»»

//! Builtin registry: every recognized identifier with its category and
//! parameter schema.
//!
//! The catalog itself is static data (see [`crate::domain::catalog`]); the
//! [`Registry`] indexes it by name once per process and is shared read-only
//! by the lexer, parser and evaluator. Each entry resolves to a typed
//! [`BuiltinId`] so evaluation dispatch is an exhaustive `match` rather than a
//! chain of string comparisons.

use std::collections::HashMap;
use std::fmt;
use std::sync::OnceLock;

use crate::domain::catalog::CATALOG;

#[derive(Debug, Clone, Copy, PartialEq, Eq, Hash)]
pub enum Category {
    PriceField,
    BarState,
    TimeField,
    SymbolInfo,
    Indicator,
    Strategy,
    StrategyMetric,
    Drawing,
    Color,
    Math,
    String,
    Collection,
    Notification,
    Constant,
    Keyword,
    Type,
    Operator,
}

impl Category {
    /// Categories whose entries are invoked with `name(...)`.
    pub fn is_callable(self) -> bool {
        matches!(
            self,
            Category::Indicator
                | Category::Strategy
                | Category::Drawing
                | Category::Color
                | Category::Math
                | Category::String
                | Category::Collection
                | Category::Notification
        )
    }

    /// Categories whose entries are read like variables.
    pub fn is_variable(self) -> bool {
        matches!(
            self,
            Category::PriceField
                | Category::BarState
                | Category::TimeField
                | Category::SymbolInfo
                | Category::StrategyMetric
        )
    }
}

#[derive(Debug, Clone, Copy, PartialEq, Eq)]
pub enum ParamType {
    /// Numeric history window; the current value is the last sample.
    Series,
    Number,
    Int,
    Bool,
    Str,
    Color,
    Array,
    Map,
    Matrix,
    Drawing,
    Any,
}

impl fmt::Display for ParamType {
    fn fmt(&self, f: &mut fmt::Formatter<'_>) -> fmt::Result {
        let name = match self {
            ParamType::Series => "series",
            ParamType::Number => "number",
            ParamType::Int => "int",
            ParamType::Bool => "bool",
            ParamType::Str => "string",
            ParamType::Color => "color",
            ParamType::Array => "array",
            ParamType::Map => "map",
            ParamType::Matrix => "matrix",
            ParamType::Drawing => "drawing",
            ParamType::Any => "any",
        };
        f.write_str(name)
    }
}

#[derive(Debug, Clone, Copy, PartialEq)]
pub enum DefaultValue {
    /// The parameter is required.
    Required,
    Na,
    Number(f64),
    Bool(bool),
    Str(&'static str),
}

#[derive(Debug, Clone, Copy, PartialEq)]
pub struct ParamSpec {
    pub name: &'static str,
    pub ty: ParamType,
    pub default: DefaultValue,
}

impl ParamSpec {
    pub const fn required(name: &'static str, ty: ParamType) -> Self {
        Self {
            name,
            ty,
            default: DefaultValue::Required,
        }
    }

    pub const fn optional(name: &'static str, ty: ParamType, default: DefaultValue) -> Self {
        Self { name, ty, default }
    }

    pub fn is_required(&self) -> bool {
        matches!(self.default, DefaultValue::Required)
    }
}

#[derive(Debug, Clone, Copy, PartialEq, Eq, Hash)]
pub enum TaFn {
    Sma,
    Ema,
    Wma,
    Rma,
    Vwma,
    Rsi,
    Macd,
    Stoch,
    Atr,
    Tr,
    Bb,
    Kc,
    Stdev,
    Dev,
    Cci,
    Roc,
    Mom,
    Change,
    Highest,
    Lowest,
    Crossover,
    Crossunder,
    Cross,
    Obv,
    Vwap,
    Wpr,
    Sar,
    Supertrend,
    PivotHigh,
    PivotLow,
    Cum,
}

#[derive(Debug, Clone, Copy, PartialEq, Eq, Hash)]
pub enum StrategyFn {
    Entry,
    Close,
    CloseAll,
    Exit,
    Cancel,
    CancelAll,
}

#[derive(Debug, Clone, Copy, PartialEq, Eq, Hash)]
pub enum DrawingFn {
    Plot,
    BoxNew,
    LineNew,
    LabelNew,
    LabelSetText,
    TableNew,
    TableCell,
    PointNew,
}

#[derive(Debug, Clone, Copy, PartialEq, Eq, Hash)]
pub enum ColorFn {
    Rgb,
    New,
}

#[derive(Debug, Clone, Copy, PartialEq, Eq, Hash)]
pub enum MathFn {
    Abs,
    Max,
    Min,
    Pow,
    Sqrt,
    Log,
    Log10,
    Exp,
    Round,
    Floor,
    Ceil,
    Sign,
    Avg,
    Sum,
    Nz,
    IsNa,
}

#[derive(Debug, Clone, Copy, PartialEq, Eq, Hash)]
pub enum StrFn {
    Format,
    Length,
    Contains,
    Upper,
    Lower,
    ToNumber,
    ToString,
    Substring,
    Replace,
    Split,
    Concat,
}

#[derive(Debug, Clone, Copy, PartialEq, Eq, Hash)]
pub enum CollectionFn {
    ArrayNew,
    ArrayFrom,
    ArrayPush,
    ArrayPop,
    ArrayGet,
    ArraySet,
    ArraySize,
    ArraySum,
    ArrayAvg,
    ArrayMax,
    ArrayMin,
    ArrayClear,
    ArrayIncludes,
    MapNew,
    MapPut,
    MapGet,
    MapContains,
    MapRemove,
    MapSize,
    MapKeys,
    MatrixNew,
    MatrixGet,
    MatrixSet,
    MatrixRows,
    MatrixCols,
}

#[derive(Debug, Clone, Copy, PartialEq, Eq, Hash)]
pub enum NotifyLevel {
    Alert,
    Info,
    Warning,
    Error,
}

#[derive(Debug, Clone, Copy, PartialEq, Eq, Hash)]
pub enum PriceField {
    Open,
    High,
    Low,
    Close,
    Volume,
    Time,
    Hl2,
    Hlc3,
    Hlcc4,
    Ohlc4,
}

impl PriceField {
    /// Environment series key.
    pub fn key(self) -> &'static str {
        match self {
            PriceField::Open => "open",
            PriceField::High => "high",
            PriceField::Low => "low",
            PriceField::Close => "close",
            PriceField::Volume => "volume",
            PriceField::Time => "time",
            PriceField::Hl2 => "hl2",
            PriceField::Hlc3 => "hlc3",
            PriceField::Hlcc4 => "hlcc4",
            PriceField::Ohlc4 => "ohlc4",
        }
    }
}

#[derive(Debug, Clone, Copy, PartialEq, Eq, Hash)]
pub enum BarStateFlag {
    Index,
    IsFirst,
    IsLast,
    IsNew,
    IsRealtime,
    IsHistory,
    IsConfirmed,
}

#[derive(Debug, Clone, Copy, PartialEq, Eq, Hash)]
pub enum TimeField {
    Year,
    Month,
    DayOfMonth,
    DayOfWeek,
    Hour,
    Minute,
    Second,
    WeekOfYear,
    SessionIsMarket,
    SessionIsPremarket,
    SessionIsPostmarket,
}

#[derive(Debug, Clone, Copy, PartialEq, Eq, Hash)]
pub enum SymbolField {
    Ticker,
    Exchange,
    Currency,
    Mintick,
    PointValue,
    Timezone,
    Timeframe,
}

#[derive(Debug, Clone, Copy, PartialEq, Eq, Hash)]
pub enum StrategyMetric {
    PositionSize,
    PositionAvgPrice,
    NetProfit,
    GrossProfit,
    GrossLoss,
    Equity,
    OpenProfit,
    InitialCapital,
    Cash,
    OpenTrades,
    ClosedTrades,
    WinTrades,
    LossTrades,
    EvenTrades,
    MaxDrawdown,
    MaxDrawdownPercent,
    MaxRunup,
    MaxRunupPercent,
    ProfitFactor,
    PercentProfitable,
}

#[derive(Debug, Clone, Copy, PartialEq, Eq, Hash)]
pub enum ConstantId {
    Na,
    StrategyLong,
    StrategyShort,
    ColorRed,
    ColorGreen,
    ColorBlue,
    ColorBlack,
    ColorWhite,
    ColorYellow,
    ColorOrange,
    ColorGray,
    ColorPurple,
    MathPi,
    MathE,
    ShapeTriangleUp,
    ShapeTriangleDown,
    ShapeCircle,
    ShapeCross,
    LocationAboveBar,
    LocationBelowBar,
}

/// Typed identity of every callable, readable or constant builtin.
#[derive(Debug, Clone, Copy, PartialEq, Eq, Hash)]
pub enum BuiltinId {
    Ta(TaFn),
    Strategy(StrategyFn),
    Drawing(DrawingFn),
    Color(ColorFn),
    Math(MathFn),
    Str(StrFn),
    Collection(CollectionFn),
    Notify(NotifyLevel),
    Price(PriceField),
    BarState(BarStateFlag),
    Time(TimeField),
    Symbol(SymbolField),
    Metric(StrategyMetric),
    Constant(ConstantId),
}

impl BuiltinId {
    pub fn category(self) -> Category {
        match self {
            BuiltinId::Ta(_) => Category::Indicator,
            BuiltinId::Strategy(_) => Category::Strategy,
            BuiltinId::Drawing(_) => Category::Drawing,
            BuiltinId::Color(_) => Category::Color,
            BuiltinId::Math(_) => Category::Math,
            BuiltinId::Str(_) => Category::String,
            BuiltinId::Collection(_) => Category::Collection,
            BuiltinId::Notify(_) => Category::Notification,
            BuiltinId::Price(_) => Category::PriceField,
            BuiltinId::BarState(_) => Category::BarState,
            BuiltinId::Time(_) => Category::TimeField,
            BuiltinId::Symbol(_) => Category::SymbolInfo,
            BuiltinId::Metric(_) => Category::StrategyMetric,
            BuiltinId::Constant(_) => Category::Constant,
        }
    }
}

#[derive(Debug, Clone, Copy, PartialEq, Eq, Hash)]
pub enum Keyword {
    Let,
    Var,
    If,
    Else,
    For,
    To,
    By,
    While,
    Switch,
    Case,
    Default,
    Function,
    Param,
    Try,
    Catch,
    OnTick,
    OnBar,
    Show,
    ShowShape,
    ShowCond,
    Import,
    Export,
}

#[derive(Debug, Clone, Copy, PartialEq, Eq, Hash)]
pub enum TypeName {
    Float,
    Int,
    Bool,
    String,
    Color,
    Series,
}

#[derive(Debug, Clone, Copy, PartialEq, Eq, Hash)]
pub enum WordOperator {
    And,
    Or,
    Not,
}

#[derive(Debug, Clone, Copy, PartialEq, Eq, Hash)]
pub enum EntryKind {
    Builtin(BuiltinId),
    Keyword(Keyword),
    Type(TypeName),
    Operator(WordOperator),
}

/// Static descriptor binding a builtin name to its category and parameter schema.
#[derive(Debug, PartialEq)]
pub struct RegistryEntry {
    pub name: &'static str,
    pub kind: EntryKind,
    pub params: &'static [ParamSpec],
    /// Accepts any number of trailing arguments of the last parameter's type.
    pub variadic: bool,
}

impl RegistryEntry {
    pub fn category(&self) -> Category {
        match self.kind {
            EntryKind::Builtin(id) => id.category(),
            EntryKind::Keyword(_) => Category::Keyword,
            EntryKind::Type(_) => Category::Type,
            EntryKind::Operator(_) => Category::Operator,
        }
    }

    pub fn builtin(&self) -> Option<BuiltinId> {
        match self.kind {
            EntryKind::Builtin(id) => Some(id),
            _ => None,
        }
    }

    pub fn required_count(&self) -> usize {
        self.params.iter().filter(|p| p.is_required()).count()
    }

    /// Maximum argument count, `None` when variadic.
    pub fn max_args(&self) -> Option<usize> {
        if self.variadic {
            None
        } else {
            Some(self.params.len())
        }
    }

    pub fn accepts_arity(&self, count: usize) -> bool {
        count >= self.required_count() && self.max_args().is_none_or(|max| count <= max)
    }

    /// Schema for the argument at `index`, extending the last parameter for variadics.
    pub fn param_at(&self, index: usize) -> Option<&'static ParamSpec> {
        match self.params.get(index) {
            Some(p) => Some(p),
            None if self.variadic => self.params.last(),
            None => None,
        }
    }
}

/// Name index over the static catalog.
#[derive(Debug)]
pub struct Registry {
    by_name: HashMap<&'static str, &'static RegistryEntry>,
}

impl Registry {
    pub fn from_entries(entries: &'static [RegistryEntry]) -> Self {
        let by_name = entries.iter().map(|e| (e.name, e)).collect();
        Self { by_name }
    }

    /// Process-wide registry over the standard catalog, built on first access.
    pub fn global() -> &'static Registry {
        static REGISTRY: OnceLock<Registry> = OnceLock::new();
        REGISTRY.get_or_init(|| {
            let registry = Registry::from_entries(CATALOG);
            tracing::debug!(entries = registry.len(), "builtin registry loaded");
            registry
        })
    }

    pub fn lookup(&self, name: &str) -> Option<&'static RegistryEntry> {
        self.by_name.get(name).copied()
    }

    pub fn contains(&self, name: &str) -> bool {
        self.by_name.contains_key(name)
    }

    pub fn len(&self) -> usize {
        self.by_name.len()
    }

    pub fn is_empty(&self) -> bool {
        self.by_name.is_empty()
    }

    pub fn entries(&self) -> impl Iterator<Item = &'static RegistryEntry> + '_ {
        self.by_name.values().copied()
    }

    /// Reverse lookup used for diagnostics and `Display` of call nodes.
    pub fn entry_for(&self, id: BuiltinId) -> Option<&'static RegistryEntry> {
        self.by_name
            .values()
            .copied()
            .find(|e| e.builtin() == Some(id))
    }
}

««

■ TASK DETAILS: Would you copy every line from the listing above that has the string "crate" in it?

■ TASK RESPONSE:
//! The catalog itself is static data (see [`crate::domain::catalog`]); the
use crate::domain::catalog::CATALOG;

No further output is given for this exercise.